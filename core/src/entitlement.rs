//! Streaming entitlements.
//!
//! An entitlement is created once, after payment confirmation, and never
//! mutated. Expiry is a pure function of elapsed time: a rental grants access
//! while whole days elapsed since purchase are fewer than its duration, a
//! purchase grants access forever.

use crate::ledger::{LedgerError, StoreFuture};
use crate::types::{MovieId, UserId};
use chrono::{DateTime, Utc};
use serde::{Deserialize, Serialize};

/// Rent or buy
#[derive(Clone, Copy, Debug, PartialEq, Eq, Hash, Serialize, Deserialize)]
pub enum EntitlementKind {
    /// Time-boxed access
    Rent {
        /// Days of access from purchase
        days: u32,
    },
    /// Permanent access
    Buy,
}

impl EntitlementKind {
    /// Stable storage label
    #[must_use]
    pub const fn label(&self) -> &'static str {
        match self {
            Self::Rent { .. } => "rent",
            Self::Buy => "buy",
        }
    }

    /// Rental duration, `None` for purchases
    #[must_use]
    pub const fn rent_duration_days(&self) -> Option<u32> {
        match self {
            Self::Rent { days } => Some(*days),
            Self::Buy => None,
        }
    }
}

/// A user's access right to a streamed movie
#[derive(Clone, Debug, PartialEq, Eq, Serialize, Deserialize)]
pub struct StreamingEntitlement {
    /// Entitled user
    pub user_id: UserId,
    /// Movie the entitlement covers
    pub movie_id: MovieId,
    /// Rent or buy
    pub kind: EntitlementKind,
    /// When payment was confirmed
    pub purchased_at: DateTime<Utc>,
}

impl StreamingEntitlement {
    /// Whole days elapsed since purchase, never negative.
    #[must_use]
    pub fn elapsed_days(&self, now: DateTime<Utc>) -> i64 {
        (now - self.purchased_at).num_days().max(0)
    }

    /// Days of access left.
    ///
    /// `max(0, days - elapsed)` for rentals; purchases report 0 because the
    /// figure is irrelevant to them (see [`Self::has_access`]).
    #[must_use]
    pub fn remaining_days(&self, now: DateTime<Utc>) -> u32 {
        match self.kind {
            EntitlementKind::Rent { days } => {
                let remaining = i64::from(days) - self.elapsed_days(now);
                u32::try_from(remaining.max(0)).unwrap_or(0)
            },
            EntitlementKind::Buy => 0,
        }
    }

    /// Whether playback is allowed at `now`
    #[must_use]
    pub fn has_access(&self, now: DateTime<Utc>) -> bool {
        match self.kind {
            EntitlementKind::Buy => true,
            EntitlementKind::Rent { .. } => self.remaining_days(now) > 0,
        }
    }
}

/// Persistence for entitlements, keyed by (user, movie).
pub trait EntitlementStore: Send + Sync {
    /// Persist an entitlement and return the one in force for its key.
    ///
    /// An earlier rental is replaced. A purchase on record is kept as is and
    /// returned instead; the check and the write are one atomic step, so
    /// concurrent grants cannot downgrade a purchase.
    ///
    /// # Errors
    ///
    /// Returns a [`LedgerError`] if the write fails.
    fn record_entitlement(
        &self,
        entitlement: StreamingEntitlement,
    ) -> StoreFuture<'_, StreamingEntitlement, LedgerError>;

    /// Latest entitlement for (user, movie).
    ///
    /// # Errors
    ///
    /// Returns a [`LedgerError`] if the store cannot be read.
    fn fetch_entitlement(
        &self,
        user_id: UserId,
        movie_id: MovieId,
    ) -> StoreFuture<'_, Option<StreamingEntitlement>, LedgerError>;
}

#[cfg(test)]
#[allow(clippy::unwrap_used)]
mod tests {
    use super::*;
    use chrono::{Duration, TimeZone};
    use proptest::prelude::*;

    fn t0() -> DateTime<Utc> {
        Utc.with_ymd_and_hms(2024, 5, 1, 20, 0, 0).unwrap()
    }

    fn rental(days: u32) -> StreamingEntitlement {
        StreamingEntitlement {
            user_id: UserId::new(),
            movie_id: MovieId::new(),
            kind: EntitlementKind::Rent { days },
            purchased_at: t0(),
        }
    }

    #[test]
    fn three_day_rental_expires_on_day_three() {
        let rent = rental(3);
        assert_eq!(rent.remaining_days(t0()), 3);
        assert_eq!(rent.remaining_days(t0() + Duration::days(2)), 1);
        assert!(rent.has_access(t0() + Duration::days(2)));
        assert_eq!(rent.remaining_days(t0() + Duration::days(3)), 0);
        assert!(!rent.has_access(t0() + Duration::days(3)));
    }

    #[test]
    fn access_holds_until_the_last_instant() {
        let rent = rental(3);
        let almost = t0() + Duration::days(3) - Duration::seconds(1);
        assert_eq!(rent.remaining_days(almost), 1);
        assert!(rent.has_access(almost));
    }

    #[test]
    fn clock_skew_before_purchase_counts_as_zero_elapsed() {
        let rent = rental(2);
        assert_eq!(rent.remaining_days(t0() - Duration::hours(5)), 2);
    }

    #[test]
    fn purchase_never_expires() {
        let bought = StreamingEntitlement {
            kind: EntitlementKind::Buy,
            ..rental(1)
        };
        assert!(bought.has_access(t0() + Duration::days(10_000)));
        assert_eq!(bought.kind.rent_duration_days(), None);
    }

    proptest! {
        #[test]
        fn remaining_days_never_increase(days in 1u32..60, a in 0i64..10_000, b in 0i64..10_000) {
            let rent = rental(days);
            let (earlier, later) = if a <= b { (a, b) } else { (b, a) };
            let r1 = rent.remaining_days(t0() + Duration::hours(earlier));
            let r2 = rent.remaining_days(t0() + Duration::hours(later));
            prop_assert!(r2 <= r1);
        }

        #[test]
        fn rental_reaches_zero_exactly_at_its_duration(days in 1u32..60) {
            let rent = rental(days);
            let expiry = t0() + Duration::days(i64::from(days));
            prop_assert_eq!(rent.remaining_days(expiry), 0);
            prop_assert_eq!(rent.remaining_days(expiry - Duration::seconds(1)), 1);
        }
    }
}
-.-.-
__YOUR GOAL__
Reproduce the entries above in full, so that each one reads exactly as before.

__COMPLETED EXERCISE__
filename core/src/entitlement.rs
//! Streaming entitlements.
//!
//! An entitlement is created once, after payment confirmation, and never
//! mutated. Expiry is a pure function of elapsed time: a rental grants access
//! while whole days elapsed since purchase are fewer than its duration, a
//! purchase grants access forever.

use crate::ledger::{LedgerError, StoreFuture};
use crate::types::{MovieId, UserId};
use chrono::{DateTime, Utc};
use serde::{Deserialize, Serialize};

/// Rent or buy
#[derive(Clone, Copy, Debug, PartialEq, Eq, Hash, Serialize, Deserialize)]
pub enum EntitlementKind {
    /// Time-boxed access
    Rent {
        /// Days of access from purchase
        days: u32,
    },
    /// Permanent access
    Buy,
}

impl EntitlementKind {
    /// Stable storage label
    #[must_use]
    pub const fn label(&self) -> &'static str {
        match self {
            Self::Rent { .. } => "rent",
            Self::Buy => "buy",
        }
    }

    /// Rental duration, `None` for purchases
    #[must_use]
    pub const fn rent_duration_days(&self) -> Option<u32> {
        match self {
            Self::Rent { days } => Some(*days),
            Self::Buy => None,
        }
    }
}

/// A user's access right to a streamed movie
#[derive(Clone, Debug, PartialEq, Eq, Serialize, Deserialize)]
pub struct StreamingEntitlement {
    /// Entitled user
    pub user_id: UserId,
    /// Movie the entitlement covers
    pub movie_id: MovieId,
    /// Rent or buy
    pub kind: EntitlementKind,
    /// When payment was confirmed
    pub purchased_at: DateTime<Utc>,
}

impl StreamingEntitlement {
    /// Whole days elapsed since purchase, never negative.
    #[must_use]
    pub fn elapsed_days(&self, now: DateTime<Utc>) -> i64 {
        (now - self.purchased_at).num_days().max(0)
    }

    /// Days of access left.
    ///
    /// `max(0, days - elapsed)` for rentals; purchases report 0 because the
    /// figure is irrelevant to them (see [`Self::has_access`]).
    #[must_use]
    pub fn remaining_days(&self, now: DateTime<Utc>) -> u32 {
        match self.kind {
            EntitlementKind::Rent { days } => {
                let remaining = i64::from(days) - self.elapsed_days(now);
                u32::try_from(remaining.max(0)).unwrap_or(0)
            },
            EntitlementKind::Buy => 0,
        }
    }

    /// Whether playback is allowed at `now`
    #[must_use]
    pub fn has_access(&self, now: DateTime<Utc>) -> bool {
        match self.kind {
            EntitlementKind::Buy => true,
            EntitlementKind::Rent { .. } => self.remaining_days(now) > 0,
        }
    }
}

/// Persistence for entitlements, keyed by (user, movie).
pub trait EntitlementStore: Send + Sync {
    /// Persist an entitlement and return the one in force for its key.
    ///
    /// An earlier rental is replaced. A purchase on record is kept as is and
    /// returned instead; the check and the write are one atomic step, so
    /// concurrent grants cannot downgrade a purchase.
    ///
    /// # Errors
    ///
    /// Returns a [`LedgerError`] if the write fails.
    fn record_entitlement(
        &self,
        entitlement: StreamingEntitlement,
    ) -> StoreFuture<'_, StreamingEntitlement, LedgerError>;

    /// Latest entitlement for (user, movie).
    ///
    /// # Errors
    ///
    /// Returns a [`LedgerError`] if the store cannot be read.
    fn fetch_entitlement(
        &self,
        user_id: UserId,
        movie_id: MovieId,
    ) -> StoreFuture<'_, Option<StreamingEntitlement>, LedgerError>;
}

#[cfg(test)]
#[allow(clippy::unwrap_used)]
mod tests {
    use super::*;
    use chrono::{Duration, TimeZone};
    use proptest::prelude::*;

    fn t0() -> DateTime<Utc> {
        Utc.with_ymd_and_hms(2024, 5, 1, 20, 0, 0).unwrap()
    }

    fn rental(days: u32) -> StreamingEntitlement {
        StreamingEntitlement {
            user_id: UserId::new(),
            movie_id: MovieId::new(),
            kind: EntitlementKind::Rent { days },
            purchased_at: t0(),
        }
    }

    #[test]
    fn three_day_rental_expires_on_day_three() {
        let rent = rental(3);
        assert_eq!(rent.remaining_days(t0()), 3);
        assert_eq!(rent.remaining_days(t0() + Duration::days(2)), 1);
        assert!(rent.has_access(t0() + Duration::days(2)));
        assert_eq!(rent.remaining_days(t0() + Duration::days(3)), 0);
        assert!(!rent.has_access(t0() + Duration::days(3)));
    }

    #[test]
    fn access_holds_until_the_last_instant() {
        let rent = rental(3);
        let almost = t0() + Duration::days(3) - Duration::seconds(1);
        assert_eq!(rent.remaining_days(almost), 1);
        assert!(rent.has_access(almost));
    }

    #[test]
    fn clock_skew_before_purchase_counts_as_zero_elapsed() {
        let rent = rental(2);
        assert_eq!(rent.remaining_days(t0() - Duration::hours(5)), 2);
    }

    #[test]
    fn purchase_never_expires() {
        let bought = StreamingEntitlement {
            kind: EntitlementKind::Buy,
            ..rental(1)
        };
        assert!(bought.has_access(t0() + Duration::days(10_000)));
        assert_eq!(bought.kind.rent_duration_days(), None);
    }

    proptest! {
        #[test]
        fn remaining_days_never_increase(days in 1u32..60, a in 0i64..10_000, b in 0i64..10_000) {
            let rent = rental(days);
            let (earlier, later) = if a <= b { (a, b) } else { (b, a) };
            let r1 = rent.remaining_days(t0() + Duration::hours(earlier));
            let r2 = rent.remaining_days(t0() + Duration::hours(later));
            prop_assert!(r2 <= r1);
        }

        #[test]
        fn rental_reaches_zero_exactly_at_its_duration(days in 1u32..60) {
            let rent = rental(days);
            let expiry = t0() + Duration::days(i64::from(days));
            prop_assert_eq!(rent.remaining_days(expiry), 0);
            prop_assert_eq!(rent.remaining_days(expiry - Duration::seconds(1)), 1);
        }
    }
}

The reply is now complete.